● **Aim of the exercise**: List every line below containing "advance".

● **Stored data entries**:
* * * * * * *
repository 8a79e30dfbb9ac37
use std::time::{Duration, Instant};

use crate::stream::RenderSnapshot;

/// Reasoning text must grow by more than this many characters in one update
/// before a new line in it triggers a follow.
const REASONING_FOLLOW_MIN_GROWTH: usize = 50;

/// Decides when the renderer should scroll to keep up with new text.
///
/// Only the follow hint is throttled; every snapshot is still delivered.
#[derive(Debug, Clone)]
pub struct FollowThrottle {
    interval: Duration,
    last_follow: Option<Instant>,
    answer: ChannelMark,
    reasoning: ChannelMark,
}

/// What one channel looked like at the previous update.
#[derive(Debug, Clone, Copy, Default)]
struct ChannelMark {
    bytes: usize,
    chars: usize,
    lines: usize,
}

/// Growth of one channel since the previous update.
#[derive(Debug, Clone, Copy, Default)]
struct Growth {
    new_lines: usize,
    new_chars: usize,
}

impl ChannelMark {
    fn advance(&mut self, text: &str) -> Growth {
        let growth = match text.get(self.bytes..) {
            Some(fresh) => Growth {
                new_lines: count_lines(fresh),
                new_chars: fresh.chars().count(),
            },
            // Not an extension of the previous text; compare totals.
            None => {
                let lines = count_lines(text);
                let chars = text.chars().count();
                let growth = Growth {
                    new_lines: lines.saturating_sub(self.lines),
                    new_chars: chars.saturating_sub(self.chars),
                };
                *self = ChannelMark {
                    bytes: text.len(),
                    chars,
                    lines,
                };
                return growth;
            }
        };
        self.bytes = text.len();
        self.chars += growth.new_chars;
        self.lines += growth.new_lines;
        growth
    }
}

impl FollowThrottle {
    #[must_use]
    pub fn new(interval: Duration) -> Self {
        Self {
            interval,
            last_follow: None,
            answer: ChannelMark::default(),
            reasoning: ChannelMark::default(),
        }
    }

    /// Observe `snapshot` at `now`; returns whether to follow.
    ///
    /// Growth is measured against the previous snapshot only.
    pub fn observe(&mut self, snapshot: &RenderSnapshot, now: Instant) -> bool {
        let answer = self.answer.advance(&snapshot.answer_text);
        let reasoning = self.reasoning.advance(&snapshot.reasoning_text);

        let answer_new_line = answer.new_lines > 0;
        let reasoning_new_line =
            reasoning.new_lines > 0 && reasoning.new_chars > REASONING_FOLLOW_MIN_GROWTH;
        if !(answer_new_line || reasoning_new_line) {
            return false;
        }
        if let Some(last) = self.last_follow {
            if now.saturating_duration_since(last) < self.interval {
                return false;
            }
        }
        self.last_follow = Some(now);
        true
    }
}

fn count_lines(text: &str) -> usize {
    memchr::memchr_iter(b'\n', text.as_bytes()).count()
}
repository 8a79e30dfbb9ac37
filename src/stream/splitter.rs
use memchr::{memchr, memchr_iter};

/// Splits decoded text into `\n`-terminated lines.
///
/// Feed it text chunks with arbitrary boundaries; the trailing segment that
/// has not seen a terminator yet is kept as the pending line and prefixed to
/// the next chunk. Lines are emitted verbatim (a trailing `\r` is left for
/// the event parser to trim).
#[derive(Debug, Default)]
pub struct FrameSplitter {
    pending: String,
}

impl FrameSplitter {
    #[must_use]
    pub fn new() -> Self {
        Self::default()
    }

    /// Feed text and return the complete lines it finished.
    pub fn feed(&mut self, text: &str) -> Vec<String> {
        let mut out = Vec::new();
        self.feed_into(text, &mut out);
        out
    }

    /// Feed text and append complete lines into a caller-provided buffer.
    pub fn feed_into(&mut self, text: &str, out: &mut Vec<String>) {
        let bytes = text.as_bytes();
        if memchr(b'\n', bytes).is_none() {
            self.pending.push_str(text);
            return;
        }

        let mut line_start = 0usize;
        for line_end in memchr_iter(b'\n', bytes) {
            let segment = &text[line_start..line_end];
            if self.pending.is_empty() {
                out.push(segment.to_owned());
            } else {
                let mut line = std::mem::take(&mut self.pending);
                line.push_str(segment);
                out.push(line);
            }
            line_start = line_end + 1;
        }
        self.pending.push_str(&text[line_start..]);
    }

    /// Take the unterminated trailing line at end of stream, if any.
    pub fn finish(&mut self) -> Option<String> {
        if self.pending.is_empty() {
            return None;
        }
        Some(std::mem::take(&mut self.pending))
    }

    #[must_use]
    pub fn pending(&self) -> &str {
        &self.pending
    }
}
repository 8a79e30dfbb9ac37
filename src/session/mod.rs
//! Lifecycle of one streamed analysis.
//!
//! [`StreamSession`] is a synchronous state machine fed by whoever owns the
//! transport; [`driver`] wires it to an HTTP request and a [`Renderer`].

pub mod driver;
pub mod follow;
pub mod page;

use std::fmt;
use std::sync::atomic::{AtomicBool, Ordering};
use std::sync::Arc;

use futures_util::future::{AbortHandle, Abortable};
use parking_lot::Mutex;

use crate::error::StreamError;
use crate::stream::{
    ChannelAccumulator, ChannelBuffers, ChunkPipeline, DeltaBatch, RawChunk, RenderSnapshot,
};

pub use driver::{
    drive_stream, run_analysis, spawn_analysis, AnalysisHandle, RenderUpdate, Renderer,
    SessionOutcome,
};
pub use follow::FollowThrottle;
pub use page::AnalysisPage;

/// Session lifecycle states. The last three are terminal.
#[derive(Debug, Clone, Copy, PartialEq, Eq)]
pub enum SessionState {
    Idle,
    Requesting,
    Streaming,
    Completed,
    Failed,
    Cancelled,
}

impl SessionState {
    #[must_use]
    pub fn is_terminal(self) -> bool {
        matches!(
            self,
            SessionState::Completed | SessionState::Failed | SessionState::Cancelled
        )
    }
}

impl fmt::Display for SessionState {
    fn fmt(&self, f: &mut fmt::Formatter<'_>) -> fmt::Result {
        let name = match self {
            SessionState::Idle => "idle",
            SessionState::Requesting => "requesting",
            SessionState::Streaming => "streaming",
            SessionState::Completed => "completed",
            SessionState::Failed => "failed",
            SessionState::Cancelled => "cancelled",
        };
        f.write_str(name)
    }
}

/// Shared cancellation token. Clones observe and trigger the same token.
///
/// Futures and streams wrapped with [`CancelToken::attach`] stop at their next
/// poll once the token is cancelled, which also drops (and so aborts) any
/// request they own.
#[derive(Debug, Clone, Default)]
pub struct CancelToken {
    inner: Arc<CancelInner>,
}

#[derive(Debug, Default)]
struct CancelInner {
    cancelled: AtomicBool,
    attached: Mutex<Vec<AbortHandle>>,
}

impl CancelToken {
    #[must_use]
    pub fn new() -> Self {
        Self::default()
    }

    /// Request cancellation. Returns `true` only for the first call.
    pub fn cancel(&self) -> bool {
        if self.inner.cancelled.swap(true, Ordering::AcqRel) {
            return false;
        }
        for handle in self.inner.attached.lock().drain(..) {
            handle.abort();
        }
        true
    }

    #[must_use]
    pub fn is_cancelled(&self) -> bool {
        self.inner.cancelled.load(Ordering::Acquire)
    }

    /// Wrap a future or stream so that cancelling this token aborts it.
    pub fn attach<T>(&self, task: T) -> Abortable<T> {
        let (handle, registration) = AbortHandle::new_pair();
        let mut attached = self.inner.attached.lock();
        if self.is_cancelled() {
            handle.abort();
        } else {
            attached.push(handle);
        }
        Abortable::new(task, registration)
    }
}

/// Delivered once when a session fails, carrying whatever had accumulated.
#[derive(Debug)]
pub struct FailureReport {
    pub partial_answer_text: String,
    pub partial_reasoning_text: String,
    pub error: StreamError,
}

/// One in-flight analysis: pipeline state, channel buffers and lifecycle.
#[derive(Debug)]
pub struct StreamSession {
    state: SessionState,
    pipeline: ChunkPipeline,
    buffers: ChannelBuffers,
    batch: DeltaBatch,
    cancel: CancelToken,
    chunks_processed: u64,
    bytes_received: u64,
}

impl Default for StreamSession {
    fn default() -> Self {
        Self::new()
    }
}

impl StreamSession {
    #[must_use]
    pub fn new() -> Self {
        Self::with_cancel_token(CancelToken::new())
    }

    /// Create a session observing an externally held cancellation token.
    #[must_use]
    pub fn with_cancel_token(cancel: CancelToken) -> Self {
        Self {
            state: SessionState::Idle,
            pipeline: ChunkPipeline::new(),
            buffers: ChannelBuffers::new(),
            batch: DeltaBatch::new(),
            cancel,
            chunks_processed: 0,
            bytes_received: 0,
        }
    }

    #[must_use]
    pub fn state(&self) -> SessionState {
        self.sync_cancel_state()
    }

    #[must_use]
    pub fn cancel_token(&self) -> &CancelToken {
        &self.cancel
    }

    #[must_use]
    pub fn buffers(&self) -> &ChannelBuffers {
        &self.buffers
    }

    #[must_use]
    pub fn snapshot(&self) -> RenderSnapshot {
        self.buffers.snapshot()
    }

    #[must_use]
    pub fn chunks_processed(&self) -> u64 {
        self.chunks_processed
    }

    #[must_use]
    pub fn bytes_received(&self) -> u64 {
        self.bytes_received
    }

    #[must_use]
    pub fn malformed_lines(&self) -> u64 {
        self.pipeline.parser().malformed_lines()
    }

    /// `Idle → Requesting`.
    ///
    /// # Errors
    ///
    /// Returns [`StreamError::InvalidState`] from any other state.
    pub fn begin_request(&mut self) -> Result<(), StreamError> {
        self.refresh_cancel_state();
        if self.state != SessionState::Idle {
            return Err(StreamError::InvalidState(format!(
                "cannot start a request from state '{}'",
                self.state
            )));
        }
        self.state = SessionState::Requesting;
        Ok(())
    }

    /// Process one transport chunk.
    ///
    /// Returns the updated snapshot when the chunk was processed, or `None`
    /// when the session is cancelled or already finished.
    pub fn on_chunk(&mut self, chunk: &RawChunk) -> Option<RenderSnapshot> {
        self.refresh_cancel_state();
        match self.state {
            SessionState::Requesting | SessionState::Streaming => {}
            SessionState::Idle => {
                tracing::warn!("chunk received before the request started; ignoring");
                return None;
            }
            _ => return None,
        }
        self.state = SessionState::Streaming;
        self.chunks_processed += 1;
        self.bytes_received += chunk.len() as u64;

        self.batch.clear();
        self.pipeline.process(chunk, &mut self.batch);
        self.apply_batch();
        Some(self.buffers.snapshot())
    }

    /// Transport failed. Moves to `Failed` and returns the report once.
    pub fn on_transport_error(&mut self, error: StreamError) -> Option<FailureReport> {
        self.refresh_cancel_state();
        if self.state.is_terminal() {
            tracing::debug!(state = %self.state, error = %error, "transport error after session ended");
            return None;
        }
        tracing::warn!(error = %error, chunks = self.chunks_processed, "analysis stream failed");
        self.state = SessionState::Failed;
        Some(self.failure_report(error))
    }

    /// Transport reached end of body.
    ///
    /// Flushes any carried-over bytes and the pending line. If no terminal
    /// event was ever seen the session fails with [`StreamError::PrematureEnd`].
    /// Returns the snapshot when the flush completed the session.
    pub fn on_transport_end(&mut self) -> Result<Option<RenderSnapshot>, FailureReport> {
        self.refresh_cancel_state();
        if self.state.is_terminal() {
            return Ok(None);
        }
        self.batch.clear();
        self.pipeline.finish(&mut self.batch);
        self.apply_batch();
        if self.state == SessionState::Completed {
            return Ok(Some(self.buffers.snapshot()));
        }
        match self.on_transport_error(StreamError::PrematureEnd) {
            Some(report) => Err(report),
            None => Ok(None),
        }
    }

    /// Cancel the session. Idempotent; a no-op once completed or failed.
    pub fn cancel(&mut self) {
        if self.state.is_terminal() {
            return;
        }
        self.cancel.cancel();
        self.state = SessionState::Cancelled;
        tracing::debug!(chunks = self.chunks_processed, "analysis session cancelled");
    }

    fn apply_batch(&mut self) {
        let Some(applied) = ChannelAccumulator::apply(&mut self.buffers, &self.batch) else {
            return;
        };
        if applied.completed_now {
            self.state = SessionState::Completed;
            tracing::info!(
                chunks = self.chunks_processed,
                bytes = self.bytes_received,
                answer_len = self.buffers.answer().len(),
                reasoning_len = self.buffers.reasoning().len(),
                malformed_lines = self.pipeline.parser().malformed_lines(),
                "analysis stream completed"
            );
        }
    }

    fn refresh_cancel_state(&mut self) {
        self.state = self.sync_cancel_state();
    }

    fn sync_cancel_state(&self) -> SessionState {
        if self.cancel.is_cancelled() && !self.state.is_terminal() {
            SessionState::Cancelled
        } else {
            self.state
        }
    }

    fn failure_report(&self, error: StreamError) -> FailureReport {
        FailureReport {
            partial_answer_text: self.buffers.answer().to_owned(),
            partial_reasoning_text: self.buffers.reasoning().to_owned(),
            error,
        }
    }
}
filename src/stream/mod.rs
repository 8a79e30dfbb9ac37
//! Incremental decoding of a streamed chat completion.
//!
//! Transport chunk → [`ByteTextDecoder`] → [`FrameSplitter`] → [`EventParser`]
//! → [`ChannelAccumulator`]. Every stage is synchronous and keeps only the
//! state needed to bridge chunk boundaries.

pub mod accumulator;
pub mod decoder;
pub mod event;
pub mod splitter;

pub use accumulator::{
    normalize_delta, Applied, ChannelAccumulator, ChannelBuffers, DeltaBatch, RenderSnapshot,
};
pub use decoder::{ByteTextDecoder, RawChunk};
pub use event::{parse_line, EventParser, LineEvents, StreamEvent, TerminalSignal};
pub use splitter::FrameSplitter;

/// The decode → split → parse stages for one stream.
///
/// Owns the carry-over state of each stage; feed it chunks strictly in
/// arrival order.
#[derive(Debug, Default)]
pub struct ChunkPipeline {
    decoder: ByteTextDecoder,
    splitter: FrameSplitter,
    parser: EventParser,
    text: String,
    lines: Vec<String>,
    events: LineEvents,
}

impl ChunkPipeline {
    #[must_use]
    pub fn new() -> Self {
        Self::default()
    }

    /// Run one chunk through every stage and collect its deltas into `batch`.
    pub fn process(&mut self, chunk: &RawChunk, batch: &mut DeltaBatch) {
        self.text.clear();
        self.decoder.decode_chunk_into(chunk, &mut self.text);
        self.lines.clear();
        self.splitter.feed_into(&self.text, &mut self.lines);
        self.parse_lines(batch);
    }

    /// Flush the decoder and the pending line at end of stream.
    pub fn finish(&mut self, batch: &mut DeltaBatch) {
        self.text.clear();
        self.text.push_str(&self.decoder.finish());
        self.lines.clear();
        self.splitter.feed_into(&self.text, &mut self.lines);
        if let Some(last) = self.splitter.finish() {
            self.lines.push(last);
        }
        self.parse_lines(batch);
    }

    fn parse_lines(&mut self, batch: &mut DeltaBatch) {
        for line in self.lines.drain(..) {
            self.events.clear();
            self.parser.parse_into(&line, &mut self.events);
            for event in self.events.drain(..) {
                batch.push_event(event);
            }
        }
    }

    #[must_use]
    pub fn parser(&self) -> &EventParser {
        &self.parser
    }

    #[must_use]
    pub fn pending_line(&self) -> &str {
        self.splitter.pending()
    }

    #[must_use]
    pub fn pending_bytes(&self) -> usize {
        self.decoder.pending_bytes()
    }
}
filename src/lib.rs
pub mod config;
pub mod error;
pub mod observability;
pub mod prompt;
pub mod protocol;
pub mod session;
pub mod stream;
pub mod transport;
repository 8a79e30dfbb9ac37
use std::pin::Pin;
use std::sync::Once;
use std::time::Duration;

use bytes::Bytes;
use futures_util::{Stream, StreamExt};
use http::header::{ACCEPT, AUTHORIZATION, CONTENT_TYPE};
use http::HeaderValue;

use crate::config::UpstreamConfig;
use crate::error::StreamError;
use crate::protocol::chat::ChatCompletionRequest;

static RUSTLS_PROVIDER_INIT: Once = Once::new();
const UPSTREAM_ERROR_MAX_LEN: usize = 500;

/// Response body of a streaming request, chunk by chunk in arrival order.
pub type BodyStream = Pin<Box<dyn Stream<Item = Result<Bytes, StreamError>> + Send>>;

fn build_reqwest_client(
    connect_timeout: Duration,
    use_env_proxy: bool,
    proxy_url: Option<&str>,
) -> Result<reqwest::Client, StreamError> {
    // No overall timeout: a stalled stream is left to the caller's watchdog.
    let mut builder = reqwest::Client::builder()
        .tcp_nodelay(true)
        .connect_timeout(connect_timeout)
        .redirect(reqwest::redirect::Policy::none());

    if let Some(proxy_url) = proxy_url {
        let proxy = reqwest::Proxy::all(proxy_url)
            .map_err(|err| StreamError::Transport(format!("Invalid proxy URL: {err}")))?;
        builder = builder.no_proxy().proxy(proxy);
    } else if !use_env_proxy {
        builder = builder.no_proxy();
    }

    builder
        .build()
        .map_err(|err| StreamError::Transport(format!("Failed to build HTTP client: {err}")))
}

/// HTTP client for the streaming chat-completions endpoint.
#[derive(Debug, Clone)]
pub struct HttpTransport {
    client: reqwest::Client,
    url: url::Url,
    authorization: HeaderValue,
}

impl HttpTransport {
    /// Create a transport from the upstream section of the config.
    ///
    /// # Errors
    ///
    /// Returns [`StreamError::Transport`] when the URL, API key or proxy are
    /// unusable or the client cannot be built.
    pub fn new(config: &UpstreamConfig) -> Result<Self, StreamError> {
        RUSTLS_PROVIDER_INIT.call_once(|| {
            let _ = rustls::crypto::ring::default_provider().install_default();
        });

        let url = url::Url::parse(&config.completions_url())
            .map_err(|err| StreamError::Transport(format!("Invalid upstream URL: {err}")))?;
        let mut authorization = HeaderValue::from_str(&format!("Bearer {}", config.api_key))
            .map_err(|_| StreamError::Transport("API key is not a valid header value".into()))?;
        authorization.set_sensitive(true);
        let client = build_reqwest_client(
            config.connect_timeout(),
            config.use_env_proxy,
            config.proxy.as_deref(),
        )?;
        Ok(Self {
            client,
            url,
            authorization,
        })
    }

    #[must_use]
    pub fn url(&self) -> &url::Url {
        &self.url
    }

    /// POST `request` and return the body as a chunk stream.
    ///
    /// Dropping the returned stream aborts the request.
    ///
    /// # Errors
    ///
    /// Returns [`StreamError::Transport`] when the request cannot be sent and
    /// [`StreamError::Upstream`] for any non-success status.
    pub async fn open_stream(
        &self,
        request: &ChatCompletionRequest,
    ) -> Result<BodyStream, StreamError> {
        let response = self
            .client
            .post(self.url.clone())
            .header(AUTHORIZATION, self.authorization.clone())
            .header(CONTENT_TYPE, HeaderValue::from_static("application/json"))
            .header(ACCEPT, HeaderValue::from_static("text/event-stream"))
            .json(request)
            .send()
            .await
            .map_err(|err| StreamError::Transport(format!("Request failed: {err}")))?;

        let status = response.status();
        if !status.is_success() {
            let body = response.bytes().await.unwrap_or_default();
            let message = sanitize_upstream_error(&body);
            tracing::warn!(status = status.as_u16(), message = %message, "upstream rejected analysis request");
            return Err(StreamError::Upstream {
                status: status.as_u16(),
                message,
            });
        }

        tracing::debug!(url = %self.url, "analysis stream opened");
        Ok(Box::pin(response.bytes_stream().map(|chunk| {
            chunk.map_err(|err| StreamError::Transport(format!("Stream read failed: {err}")))
        })))
    }
}

/// Extract a short, log-safe message from an upstream error body.
#[must_use]
pub fn sanitize_upstream_error(body: &[u8]) -> String {
    if let Ok(json) = serde_json::from_slice::<serde_json::Value>(body) {
        if let Some(msg) = json
            .get("error")
            .and_then(|e| e.get("message"))
            .and_then(|m| m.as_str())
        {
            return truncate_chars(msg, UPSTREAM_ERROR_MAX_LEN);
        }
        if let Some(msg) = json.get("message").and_then(|m| m.as_str()) {
            return truncate_chars(msg, UPSTREAM_ERROR_MAX_LEN);
        }
    }
    let text = String::from_utf8_lossy(body);
    let text = text.trim();
    if text.is_empty() {
        return "empty response body".to_string();
    }
    truncate_chars(text, UPSTREAM_ERROR_MAX_LEN)
}

fn truncate_chars(text: &str, max: usize) -> String {
    match text.char_indices().nth(max) {
        Some((idx, _)) => format!("{}...", &text[..idx]),
        None => text.to_string(),
    }
}
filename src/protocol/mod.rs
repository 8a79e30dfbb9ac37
pub mod chat;
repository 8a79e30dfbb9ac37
use super::{AppConfig, ConfigError};

/// Validate the full application config, returning an error if any rule is violated.
///
/// # Errors
///
/// Returns [`ConfigError::Validation`] when any configuration invariant is violated.
pub fn validate_config(config: &AppConfig) -> Result<(), ConfigError> {
    validate_upstream(config)?;
    validate_sampling(config)?;
    validate_log_level(config)?;
    Ok(())
}

fn validation_err(msg: impl Into<String>) -> ConfigError {
    ConfigError::Validation(msg.into())
}

fn validate_upstream(config: &AppConfig) -> Result<(), ConfigError> {
    let upstream = &config.upstream;
    if !upstream.base_url.starts_with("http://") && !upstream.base_url.starts_with("https://") {
        return Err(validation_err(
            "upstream.base_url must start with http:// or https://",
        ));
    }
    if let Err(err) = url::Url::parse(&upstream.base_url) {
        return Err(validation_err(format!(
            "upstream.base_url is not a valid URL: {err}"
        )));
    }
    if upstream.api_key.trim().is_empty() {
        return Err(validation_err("upstream.api_key cannot be empty"));
    }
    if upstream.model.trim().is_empty() {
        return Err(validation_err("upstream.model cannot be empty"));
    }
    if upstream.connect_timeout_secs == 0 {
        return Err(validation_err(
            "upstream.connect_timeout_secs must be greater than 0",
        ));
    }
    validate_proxy_url(upstream.proxy.as_deref())
}

fn validate_proxy_url(proxy: Option<&str>) -> Result<(), ConfigError> {
    let Some(proxy) = proxy else {
        return Ok(());
    };
    let parsed = url::Url::parse(proxy)
        .map_err(|err| validation_err(format!("upstream.proxy is not a valid URL: {err}")))?;
    match parsed.scheme() {
        "http" | "https" | "socks5" | "socks5h" => Ok(()),
        other => Err(validation_err(format!(
            "upstream.proxy has unsupported scheme '{other}'"
        ))),
    }
}

fn validate_sampling(config: &AppConfig) -> Result<(), ConfigError> {
    let sampling = &config.sampling;
    if !(0.0..=2.0).contains(&sampling.temperature) {
        return Err(validation_err(
            "sampling.temperature must be between 0 and 2",
        ));
    }
    if sampling.max_tokens == 0 {
        return Err(validation_err("sampling.max_tokens must be greater than 0"));
    }
    if !(sampling.top_p > 0.0 && sampling.top_p <= 1.0) {
        return Err(validation_err("sampling.top_p must be in (0, 1]"));
    }
    if !(-2.0..=2.0).contains(&sampling.frequency_penalty) {
        return Err(validation_err(
            "sampling.frequency_penalty must be between -2 and 2",
        ));
    }
    Ok(())
}

const VALID_LOG_LEVELS: &[&str] = &["DEBUG", "INFO", "WARNING", "ERROR", "CRITICAL", "DISABLED"];

fn validate_log_level(config: &AppConfig) -> Result<(), ConfigError> {
    let level = config.features.log_level.to_uppercase();
    if !VALID_LOG_LEVELS.contains(&level.as_str()) {
        return Err(validation_err(format!(
            "features.log_level '{}' is invalid. Must be one of: {}",
            config.features.log_level,
            VALID_LOG_LEVELS.join(", ")
        )));
    }
    Ok(())
}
* * * * * * *
● **Solution for this problem**:
    fn advance(&mut self, text: &str) -> Growth {
        let answer = self.answer.advance(&snapshot.answer_text);
        let reasoning = self.reasoning.advance(&snapshot.reasoning_text);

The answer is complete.